TV loves lawyers.  From Perry Mason in the 1950’s to How To Get Away With Murder today, we’re fascinated by the inner workings of the legal system.  For a peek inside that system, we sat down with a man, many in the Mid-South call a “dream team” defense attorney, Steve Farese, Sr.

Farese has been offering his clients legal service for forty (40) years.

He’s easy to spot.  He’s the southern lawyer often seen chewing on a cigar.  He’s calm yet deliberate as he works on a strong defense, something that exonerates his client or gets her a lesser charge as in the 2007 trial of Mary Winkler.

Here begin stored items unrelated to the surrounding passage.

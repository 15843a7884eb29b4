use chrono::{DateTime, Utc};
use serde::Serialize;

use super::{GeoPoint, LocalizedName};

/// Bike-share system generation operating a station.
#[derive(Debug, Clone, Copy, PartialEq, Eq, Serialize)]
pub enum ServiceType {
    YouBike1,
    YouBike2,
    Moovo,
}

impl ServiceType {
    pub fn from_code(code: u8) -> Option<Self> {
        match code {
            1 => Some(ServiceType::YouBike1),
            2 => Some(ServiceType::YouBike2),
            3 => Some(ServiceType::Moovo),
            _ => None,
        }
    }

    pub fn label(&self) -> &'static str {
        match self {
            ServiceType::YouBike1 => "YouBike 1.0",
            ServiceType::YouBike2 => "YouBike 2.0",
            ServiceType::Moovo => "Moovo",
        }
    }
}

#[derive(Debug, Clone, PartialEq, Serialize)]
pub struct Station {
    pub id: String,
    pub name: LocalizedName,
    pub address: LocalizedName,
    pub position: Option<GeoPoint>,
    pub capacity: Option<u32>,
    pub service_type: Option<ServiceType>,
}

#[derive(Debug, Clone, PartialEq, Serialize)]
pub struct Availability {
    pub station_id: String,
    pub available_rent: u32,
    pub available_return: u32,
    pub updated_at: Option<DateTime<Utc>>,
}

/// A station joined with its live availability. `None` means upstream sent
/// no availability record for the station: unknown, not zero.
#[derive(Debug, Clone, PartialEq, Serialize)]
pub struct BikeStation {
    pub station: Station,
    pub availability: Option<Availability>,
}

impl BikeStation {
    pub fn available_rent(&self) -> Option<u32> {
        self.availability.as_ref().map(|a| a.available_rent)
    }

    pub fn available_return(&self) -> Option<u32> {
        self.availability.as_ref().map(|a| a.available_return)
    }
}
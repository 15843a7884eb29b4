use async_trait::async_trait;
use chrono::NaiveDate;

use super::endpoints;
use crate::error::Result;
use crate::fetch::{Fetcher, HttpClient};
use crate::services::TransitApi;
use crate::services::payload::{
    BikeAvailabilityPayload, BikeStationPayload, BusRoutePayload, EtaPayload,
    RailStationList, RailStationPayload, RealTimeNearStopPayload, StationOfLineList,
    StationOfLinePayload, StopOfRoutePayload, TrainDelayPayload, TrainTimetableList,
    TrainTimetablePayload,
};

/// [`TransitApi`] over the authenticated [`Fetcher`].
pub struct TdxClient<C> {
    fetcher: Fetcher<C>,
}

impl<C: HttpClient> TdxClient<C> {
    pub fn new(fetcher: Fetcher<C>) -> Self {
        Self { fetcher }
    }
}

#[async_trait]
impl<C: HttpClient> TransitApi for TdxClient<C> {
    async fn bike_stations(&self, city: &str) -> Result<Vec<BikeStationPayload>> {
        self.fetcher.get_json(&endpoints::bike_stations(city)).await
    }

    async fn bike_availability(&self, city: &str) -> Result<Vec<BikeAvailabilityPayload>> {
        self.fetcher.get_json(&endpoints::bike_availability(city)).await
    }

    async fn bus_routes(&self, city: &str) -> Result<Vec<BusRoutePayload>> {
        self.fetcher.get_json(&endpoints::bus_routes(city)).await
    }

    async fn bus_stop_sequences(&self, city: &str) -> Result<Vec<StopOfRoutePayload>> {
        self.fetcher.get_json(&endpoints::bus_stop_of_route(city)).await
    }

    async fn bus_estimated_arrivals(&self, city: &str) -> Result<Vec<EtaPayload>> {
        self.fetcher
            .get_json(&endpoints::bus_estimated_arrivals(city))
            .await
    }

    async fn bus_live_vehicles(&self, city: &str) -> Result<Vec<RealTimeNearStopPayload>> {
        self.fetcher
            .get_json(&endpoints::bus_real_time_near_stop(city))
            .await
    }

    // The v3 rail resources wrap their lists in an envelope object.

    async fn rail_stations(&self) -> Result<Vec<RailStationPayload>> {
        let list: RailStationList = self.fetcher.get_json(&endpoints::rail_stations()).await?;
        Ok(list.stations)
    }

    async fn rail_station_lines(&self) -> Result<Vec<StationOfLinePayload>> {
        let list: StationOfLineList = self
            .fetcher
            .get_json(&endpoints::rail_station_of_line())
            .await?;
        Ok(list.station_of_lines)
    }

    async fn rail_timetable(
        &self,
        origin: &str,
        dest: &str,
        date: NaiveDate,
    ) -> Result<Vec<TrainTimetablePayload>> {
        let list: TrainTimetableList = self
            .fetcher
            .get_json(&endpoints::rail_daily_timetable(origin, dest, date))
            .await?;
        Ok(list.train_timetables)
    }

    async fn rail_live_delays(&self) -> Result<Vec<TrainDelayPayload>> {
        self.fetcher.get_json(&endpoints::rail_live_delay()).await
    }
}
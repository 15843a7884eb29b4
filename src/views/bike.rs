use std::cmp::Ordering;

use crate::models::bike::BikeStation;

pub const STATIONS_PER_PAGE: usize = 15;

#[derive(Debug, Clone, Copy, Default, PartialEq, Eq)]
pub enum StationFilter {
    #[default]
    All,
    /// At least one bike to rent.
    Available,
    /// No bikes to rent.
    Empty,
    /// More than five free docks.
    Space,
    /// No free docks.
    Full,
}

#[derive(Debug, Clone, Copy, Default, PartialEq, Eq)]
pub enum StationSort {
    #[default]
    Name,
    /// Most rentable bikes first.
    Bikes,
    /// Most free docks first.
    Spaces,
}

#[derive(Debug, Clone, Default, PartialEq, Eq)]
pub struct StationQuery {
    pub filter: StationFilter,
    pub sort: StationSort,
    pub search: String,
}

/// Colour bucket for a count of bikes or docks.
#[derive(Debug, Clone, Copy, PartialEq, Eq)]
pub enum StockLevel {
    Unknown,
    Empty,
    Low,
    Plenty,
}

pub fn stock_level(count: Option<u32>) -> StockLevel {
    match count {
        None => StockLevel::Unknown,
        Some(0) => StockLevel::Empty,
        Some(n) if n < 5 => StockLevel::Low,
        Some(_) => StockLevel::Plenty,
    }
}

/// Stations with unknown availability only pass [`StationFilter::All`].
pub fn matches_filter(station: &BikeStation, filter: StationFilter) -> bool {
    let (rent, ret) = (station.available_rent(), station.available_return());
    match filter {
        StationFilter::All => true,
        StationFilter::Available => rent.is_some_and(|n| n > 0),
        StationFilter::Empty => rent == Some(0),
        StationFilter::Space => ret.is_some_and(|n| n > 5),
        StationFilter::Full => ret == Some(0),
    }
}

/// Case-insensitive substring match on name or address.
pub fn matches_search(station: &BikeStation, search: &str) -> bool {
    if search.is_empty() {
        return true;
    }
    let needle = search.to_lowercase();
    station.station.name.zh_tw.to_lowercase().contains(&needle)
        || station.station.address.zh_tw.to_lowercase().contains(&needle)
}

// Known counts descending, unknown last.
fn by_count_desc(a: Option<u32>, b: Option<u32>) -> Ordering {
    match (a, b) {
        (Some(a), Some(b)) => b.cmp(&a),
        (Some(_), None) => Ordering::Less,
        (None, Some(_)) => Ordering::Greater,
        (None, None) => Ordering::Equal,
    }
}

pub fn display_stations<'a>(stations: &'a [BikeStation], query: &StationQuery) -> Vec<&'a BikeStation> {
    let mut out: Vec<&BikeStation> = stations
        .iter()
        .filter(|s| matches_filter(s, query.filter))
        .filter(|s| matches_search(s, &query.search))
        .collect();

    match query.sort {
        StationSort::Name => out.sort_by(|a, b| a.station.name.zh_tw.cmp(&b.station.name.zh_tw)),
        StationSort::Bikes => out.sort_by(|a, b| by_count_desc(a.available_rent(), b.available_rent())),
        StationSort::Spaces => {
            out.sort_by(|a, b| by_count_desc(a.available_return(), b.available_return()))
        }
    }
    out
}

#[cfg(test)]
mod tests {
    use super::*;
    use crate::models::LocalizedName;
    use crate::models::bike::{Availability, Station};

    fn station(id: &str, name: &str, counts: Option<(u32, u32)>) -> BikeStation {
        BikeStation {
            station: Station {
                id: id.to_string(),
                name: LocalizedName::new(name),
                address: LocalizedName::new(format!("{name}路一段")),
                position: None,
                capacity: None,
                service_type: None,
            },
            availability: counts.map(|(rent, ret)| Availability {
                station_id: id.to_string(),
                available_rent: rent,
                available_return: ret,
                updated_at: None,
            }),
        }
    }

    fn fixture() -> Vec<BikeStation> {
        vec![
            station("1", "捷運市政府站", Some((0, 30))),
            station("2", "台北車站", Some((12, 3))),
            station("3", "Xinyi Plaza", None),
            station("4", "大安森林公園", Some((4, 0))),
        ]
    }

    fn ids(list: &[&BikeStation]) -> Vec<String> {
        list.iter().map(|s| s.station.id.clone()).collect()
    }

    #[test]
    fn test_unknown_availability_only_in_all() {
        let stations = fixture();
        for filter in [
            StationFilter::Available,
            StationFilter::Empty,
            StationFilter::Space,
            StationFilter::Full,
        ] {
            assert!(!matches_filter(&stations[2], filter));
        }
        assert!(matches_filter(&stations[2], StationFilter::All));
    }

    #[test]
    fn test_filters() {
        let stations = fixture();
        let query = |filter| StationQuery {
            filter,
            ..Default::default()
        };

        let mut available = ids(&display_stations(&stations, &query(StationFilter::Available)));
        available.sort();
        assert_eq!(available, vec!["2", "4"]);
        assert_eq!(ids(&display_stations(&stations, &query(StationFilter::Empty))), vec!["1"]);
        assert_eq!(ids(&display_stations(&stations, &query(StationFilter::Space))), vec!["1"]);
        assert_eq!(ids(&display_stations(&stations, &query(StationFilter::Full))), vec!["4"]);
    }

    #[test]
    fn test_sort_by_bikes_puts_unknown_last() {
        let stations = fixture();
        let query = StationQuery {
            sort: StationSort::Bikes,
            ..Default::default()
        };
        assert_eq!(ids(&display_stations(&stations, &query)), vec!["2", "4", "1", "3"]);
    }

    #[test]
    fn test_search_is_case_insensitive_on_name_or_address() {
        let stations = fixture();
        let query = StationQuery {
            search: "xinyi".to_string(),
            ..Default::default()
        };
        assert_eq!(ids(&display_stations(&stations, &query)), vec!["3"]);

        let by_address = StationQuery {
            search: "森林公園路".to_string(),
            ..Default::default()
        };
        assert_eq!(ids(&display_stations(&stations, &by_address)), vec!["4"]);
    }

    #[test]
    fn test_stock_level() {
        assert_eq!(stock_level(None), StockLevel::Unknown);
        assert_eq!(stock_level(Some(0)), StockLevel::Empty);
        assert_eq!(stock_level(Some(4)), StockLevel::Low);
        assert_eq!(stock_level(Some(5)), StockLevel::Plenty);
    }
}
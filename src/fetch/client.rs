use std::sync::Arc;

use async_trait::async_trait;
use reqwest::{Request, Response};

/// Transport seam under every upstream call.
///
/// Wrappers such as [`UrlParam`](super::UrlParam) decorate an inner client;
/// tests substitute canned responses.
#[async_trait]
pub trait HttpClient: Send + Sync {
    async fn execute(&self, req: Request) -> reqwest::Result<Response>;
}

#[async_trait]
impl<C: HttpClient + ?Sized> HttpClient for Arc<C> {
    async fn execute(&self, req: Request) -> reqwest::Result<Response> {
        (**self).execute(req).await
    }
}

The preacher’s wife was charged with first degree murder, accused of shooting her husband in the back with a shotgun. Farese’s defense tactics returned a lesser verdict of voluntary manslaughter. He argued her husband often berated her and forced her to wear slutty costumes for sex. As proof, Winkler displayed a pair of high-heeled shoes and a wig during the trial. She claimed the shooting was an accident, that she never actually pulled the trigger.

“We have a system where you have to prove guilt beyond a reasonable doubt. Prosecutors have to do this job. It’s not my job to do their job,” said Attorney Steve Farese.

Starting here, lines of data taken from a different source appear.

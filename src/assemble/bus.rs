use crate::models::LocalizedName;
use crate::models::bus::{
    BusRoute, Direction, Eta, EtaStatus, LiveVehicle, OperatingHours, Operator, Stop,
    StopSequence,
};
use crate::services::payload::{
    BusRoutePayload, EtaPayload, OperatorPayload, RealTimeNearStopPayload, StopOfRoutePayload,
};

fn operators(payloads: &[OperatorPayload]) -> Vec<Operator> {
    payloads
        .iter()
        .map(|o| Operator {
            id: o.operator_id.clone(),
            name: o.operator_name.clone().into(),
        })
        .collect()
}

/// Expands every route into one record per sub-route. A route without
/// sub-routes yields a single outbound record named after the route.
///
/// Each record keeps the parent `RouteUID` and operators so stops, ETAs and
/// vehicles can be joined back to it.
pub fn flatten_routes(payloads: Vec<BusRoutePayload>) -> Vec<BusRoute> {
    let mut flat = Vec::with_capacity(payloads.len() * 2);

    for route in payloads {
        let route_name: LocalizedName = route.route_name.clone().into();
        let ops = operators(&route.operators);

        match route.sub_routes.as_deref() {
            Some(subs) if !subs.is_empty() => {
                for sub in subs {
                    let sub_name: LocalizedName = sub.sub_route_name.clone().into();
                    let name = if sub_name.is_empty() {
                        route_name.zh_tw.clone()
                    } else {
                        sub_name.zh_tw
                    };
                    flat.push(BusRoute {
                        route_uid: route.route_uid.clone(),
                        route_id: route.route_id.clone(),
                        route_name: route_name.clone(),
                        sub_route_uid: Some(sub.sub_route_uid.clone()),
                        sub_route_id: sub.sub_route_id.clone(),
                        name,
                        direction: Direction::from_code(sub.direction.unwrap_or(0)),
                        operators: ops.clone(),
                        departure_stop: route.departure_stop_name_zh.clone(),
                        destination_stop: route.destination_stop_name_zh.clone(),
                        hours: OperatingHours {
                            first_bus: sub.first_bus_time.clone(),
                            last_bus: sub.last_bus_time.clone(),
                            holiday_first_bus: sub.holiday_first_bus_time.clone(),
                            holiday_last_bus: sub.holiday_last_bus_time.clone(),
                        },
                    });
                }
            }
            _ => flat.push(BusRoute {
                route_uid: route.route_uid.clone(),
                route_id: route.route_id.clone(),
                name: route_name.zh_tw.clone(),
                route_name,
                sub_route_uid: None,
                sub_route_id: None,
                direction: Direction::Outbound,
                operators: ops,
                departure_stop: route.departure_stop_name_zh,
                destination_stop: route.destination_stop_name_zh,
                hours: OperatingHours::default(),
            }),
        }
    }

    flat
}

pub fn stop_sequences(payloads: Vec<StopOfRoutePayload>) -> Vec<StopSequence> {
    payloads
        .into_iter()
        .map(|p| {
            let mut stops: Vec<Stop> = p
                .stops
                .into_iter()
                .map(|s| Stop {
                    uid: s.stop_uid,
                    id: s.stop_id,
                    name: s.stop_name.into(),
                    sequence: s.stop_sequence,
                })
                .collect();
            stops.sort_by_key(|s| s.sequence);

            StopSequence {
                route_uid: p.route_uid,
                sub_route_uid: p.sub_route_uid,
                direction: Direction::from_code(p.direction),
                operators: operators(&p.operators),
                stops,
            }
        })
        .collect()
}

/// Records with an unknown status code are dropped. A missing status with an
/// estimate is read as normal.
pub fn arrivals(payloads: Vec<EtaPayload>) -> Vec<Eta> {
    payloads
        .into_iter()
        .filter_map(|p| {
            let estimate = p.estimate_time.and_then(|t| u32::try_from(t).ok());
            let status = match p.stop_status {
                Some(code) => EtaStatus::from_code(code, estimate)?,
                None if estimate.is_some() => EtaStatus::Normal {
                    estimate_seconds: estimate,
                },
                None => return None,
            };
            Some(Eta {
                stop_uid: p.stop_uid,
                route_uid: p.route_uid,
                direction: Direction::from_code(p.direction),
                status,
            })
        })
        .collect()
}

pub fn live_vehicles(payloads: Vec<RealTimeNearStopPayload>) -> Vec<LiveVehicle> {
    payloads
        .into_iter()
        .map(|p| LiveVehicle {
            route_uid: p.route_uid,
            direction: Direction::from_code(p.direction),
            stop_sequence: p.stop_sequence,
            plate_number: p.plate_numb,
            duty_status: p.duty_status,
            bus_status: p.bus_status,
        })
        .collect()
}

#[cfg(test)]
mod tests {
    use super::*;
    use crate::services::payload::{NameType, SubRoutePayload};

    fn name(s: &str) -> NameType {
        NameType {
            zh_tw: Some(s.to_string()),
            en: None,
        }
    }

    fn sub(uid: &str, sub_name: &str, direction: u8) -> SubRoutePayload {
        SubRoutePayload {
            sub_route_uid: uid.to_string(),
            sub_route_id: None,
            sub_route_name: name(sub_name),
            direction: Some(direction),
            headsign: None,
            first_bus_time: Some("0530".to_string()),
            last_bus_time: Some("2300".to_string()),
            holiday_first_bus_time: None,
            holiday_last_bus_time: None,
        }
    }

    fn route(uid: &str, route_name: &str, subs: Option<Vec<SubRoutePayload>>) -> BusRoutePayload {
        BusRoutePayload {
            route_uid: uid.to_string(),
            route_id: None,
            route_name: name(route_name),
            operators: vec![OperatorPayload {
                operator_id: "100".to_string(),
                operator_name: name("大都會客運"),
                operator_code: None,
            }],
            sub_routes: subs,
            departure_stop_name_zh: Some("撫遠街".to_string()),
            destination_stop_name_zh: Some("板橋前站".to_string()),
            bus_route_type: None,
            city: None,
        }
    }

    #[test]
    fn test_n_sub_routes_make_n_records_with_parent_fields() {
        let payload = route(
            "TPE10723",
            "307",
            Some(vec![
                sub("TPE107230", "307", 0),
                sub("TPE107231", "307", 1),
                sub("TPE107232", "307區", 0),
            ]),
        );

        let flat = flatten_routes(vec![payload]);

        assert_eq!(flat.len(), 3);
        for r in &flat {
            assert_eq!(r.route_uid, "TPE10723");
            assert_eq!(r.operator_ids(), vec!["100"]);
        }
        assert_eq!(flat[1].direction, Direction::Inbound);
        assert_eq!(flat[2].name, "307區");
        assert_eq!(flat[0].hours.first_bus.as_deref(), Some("0530"));
    }

    #[test]
    fn test_route_without_sub_routes_keeps_route_name() {
        let flat = flatten_routes(vec![route("TPE1", "市民小巴", None)]);

        assert_eq!(flat.len(), 1);
        assert_eq!(flat[0].name, "市民小巴");
        assert_eq!(flat[0].direction, Direction::Outbound);
        assert_eq!(flat[0].sub_route_uid, None);
    }

    #[test]
    fn test_empty_sub_route_name_falls_back_to_route_name() {
        let flat = flatten_routes(vec![route("TPE1", "紅28", Some(vec![sub("S", "", 0)]))]);
        assert_eq!(flat[0].name, "紅28");
    }

    #[test]
    fn test_arrival_status_mapping() {
        let eta = |status: Option<u8>, estimate: Option<i64>| EtaPayload {
            stop_uid: "S1".to_string(),
            route_uid: "R".to_string(),
            sub_route_uid: None,
            direction: 0,
            estimate_time: estimate,
            stop_status: status,
            plate_numb: None,
        };

        let out = arrivals(vec![
            eta(Some(0), Some(125)),
            eta(Some(3), None),
            eta(Some(9), None),
            eta(None, Some(60)),
            eta(None, None),
        ]);

        assert_eq!(out.len(), 3);
        assert_eq!(
            out[0].status,
            EtaStatus::Normal {
                estimate_seconds: Some(125)
            }
        );
        assert_eq!(out[1].status, EtaStatus::LastBusPassed);
        assert_eq!(
            out[2].status,
            EtaStatus::Normal {
                estimate_seconds: Some(60)
            }
        );
    }
}
pub mod tdx;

His critics and fans say Steve Farese is tough yet passionate as he tackles murder, theft, and rape cases.

He offended a number of men and women during the recent trial of a local businessman, Mark Giannini, accused of rape.

“Women are good liars,” Farese said during the trial. That comment earned him threats.

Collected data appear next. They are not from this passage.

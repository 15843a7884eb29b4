//! Bearer-token acquisition.
//!
//! [`TokenSource`] performs one exchange: [`BackendTokenSource`] asks the
//! trusted backend, [`ClientCredentialsSource`] is what the backend itself
//! does. [`CredentialProvider`] caches the result and collapses concurrent
//! renewals. [`UrlParam`] is unrelated to tokens but shares the
//! request-decorating shape.

mod credential;
mod token;
mod url_param;

pub use credential::{Credential, CredentialProvider, DEFAULT_SAFETY_MARGIN_SECS};
pub use token::{
    BackendTokenSource, ClientCredentialsSource, DEFAULT_AUTH_URL, TokenGrant, TokenSource,
};
pub use url_param::UrlParam;
//! The trusted backend half of the token exchange.
//!
//! Clients `POST /api/token` with no body and get `{access_token,
//! expires_in}` back. Only this process holds the client credentials.

use std::net::SocketAddr;
use std::sync::Arc;

use axum::{
    Json, Router,
    extract::State,
    http::StatusCode,
    response::{IntoResponse, Response},
    routing::post,
};
use serde_json::json;
use tracing::{error, info};

use crate::fetch::auth::TokenSource;

const EXCHANGE_FAILED: &str = "OAuth2 token 取得失敗";

pub fn router(source: Arc<dyn TokenSource>) -> Router {
    Router::new()
        .route("/api/token", post(issue_token))
        .with_state(source)
}

#[tracing::instrument(skip_all)]
async fn issue_token(State(source): State<Arc<dyn TokenSource>>) -> Response {
    match source.exchange().await {
        Ok(grant) => {
            info!(expires_in = grant.expires_in, "Token issued");
            Json(grant).into_response()
        }
        Err(e) => {
            error!(error = %e, "Token exchange failed");
            (
                StatusCode::INTERNAL_SERVER_ERROR,
                Json(json!({ "error": EXCHANGE_FAILED })),
            )
                .into_response()
        }
    }
}

/// Serves the token endpoint on `addr` until Ctrl+C.
pub async fn serve(addr: SocketAddr, source: Arc<dyn TokenSource>) -> anyhow::Result<()> {
    let listener = tokio::net::TcpListener::bind(addr).await?;
    info!(addr = %listener.local_addr()?, "Token server listening");

    axum::serve(listener, router(source))
        .with_graceful_shutdown(async {
            let _ = tokio::signal::ctrl_c().await;
            info!("Token server shutting down");
        })
        .await?;
    Ok(())
}
//! Resource paths relative to the API root. City codes, station ids and
//! dates are percent-encoded as path segments.

use chrono::NaiveDate;
use urlencoding::encode;

pub const DEFAULT_BASE_URL: &str = "https://tdx.transportdata.tw/api/basic";

pub fn bike_stations(city: &str) -> String {
    format!("v2/Bike/Station/City/{}", encode(city))
}

pub fn bike_availability(city: &str) -> String {
    format!("v2/Bike/Availability/City/{}", encode(city))
}

pub fn bus_routes(city: &str) -> String {
    format!("v2/Bus/Route/City/{}", encode(city))
}

pub fn bus_stop_of_route(city: &str) -> String {
    format!("v2/Bus/StopOfRoute/City/{}", encode(city))
}

pub fn bus_estimated_arrivals(city: &str) -> String {
    format!("v2/Bus/EstimatedTimeOfArrival/City/{}", encode(city))
}

pub fn bus_real_time_near_stop(city: &str) -> String {
    format!("v2/Bus/RealTimeNearStop/City/{}", encode(city))
}

pub fn rail_stations() -> String {
    "v3/Rail/TRA/Station".to_string()
}

pub fn rail_station_of_line() -> String {
    "v3/Rail/TRA/StationOfLine".to_string()
}

pub fn rail_daily_timetable(origin: &str, dest: &str, date: NaiveDate) -> String {
    format!(
        "v3/Rail/TRA/DailyTrainTimetable/OD/{}/to/{}/{}",
        encode(origin),
        encode(dest),
        date.format("%Y-%m-%d")
    )
}

pub fn rail_live_delay() -> String {
    "v2/Rail/TRA/LiveTrainDelay".to_string()
}

#[cfg(test)]
mod tests {
    use super::*;

    #[test]
    fn test_city_paths() {
        assert_eq!(bike_stations("Taipei"), "v2/Bike/Station/City/Taipei");
        assert_eq!(
            bus_real_time_near_stop("NewTaipei"),
            "v2/Bus/RealTimeNearStop/City/NewTaipei"
        );
    }

    #[test]
    fn test_timetable_path_formats_date() {
        let date = NaiveDate::from_ymd_opt(2026, 10, 19).unwrap();
        assert_eq!(
            rail_daily_timetable("1000", "4400", date),
            "v3/Rail/TRA/DailyTrainTimetable/OD/1000/to/4400/2026-10-19"
        );
    }

    #[test]
    fn test_segments_are_encoded() {
        assert_eq!(bus_routes("a b"), "v2/Bus/Route/City/a%20b");
    }
}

“Did I get a lot of hate mail and a lot of calls and threats? Yes, I did.  Did I answer any of them? No,” said Farese. “This is the first time I’ve talked about it. Sometimes the truth is offensive. And sometimes, the truth does hurt. So, if you’re offended by the truth, I can’t help you.”

Katina asked, “Can you see how some women are offended?”

“Of course I can,” said Farese. “I should have said it in a better way. Okay, and for that I apologize.”

But, Farese is never afraid to stand up for his client.

“In the heat of the battle, if I offend someone or I offend a segment of the population, ah, I’m sorry. My allegiance is to my client.”

As he navigates complicated criminal cases, he remains unfazed by the criticism that comes with the turf. Mississippi Judge Andrew Howorth has seen Farese in a courtroom many times. 

“A good lawyer knows when to try a case and to plead a case, and I would say he is among that group of people,” said Judge Howorth.

Farese defends those who many may find indefensible. But, he says, he’s just looking for one thing.

“I want justice for my client,” said Farese.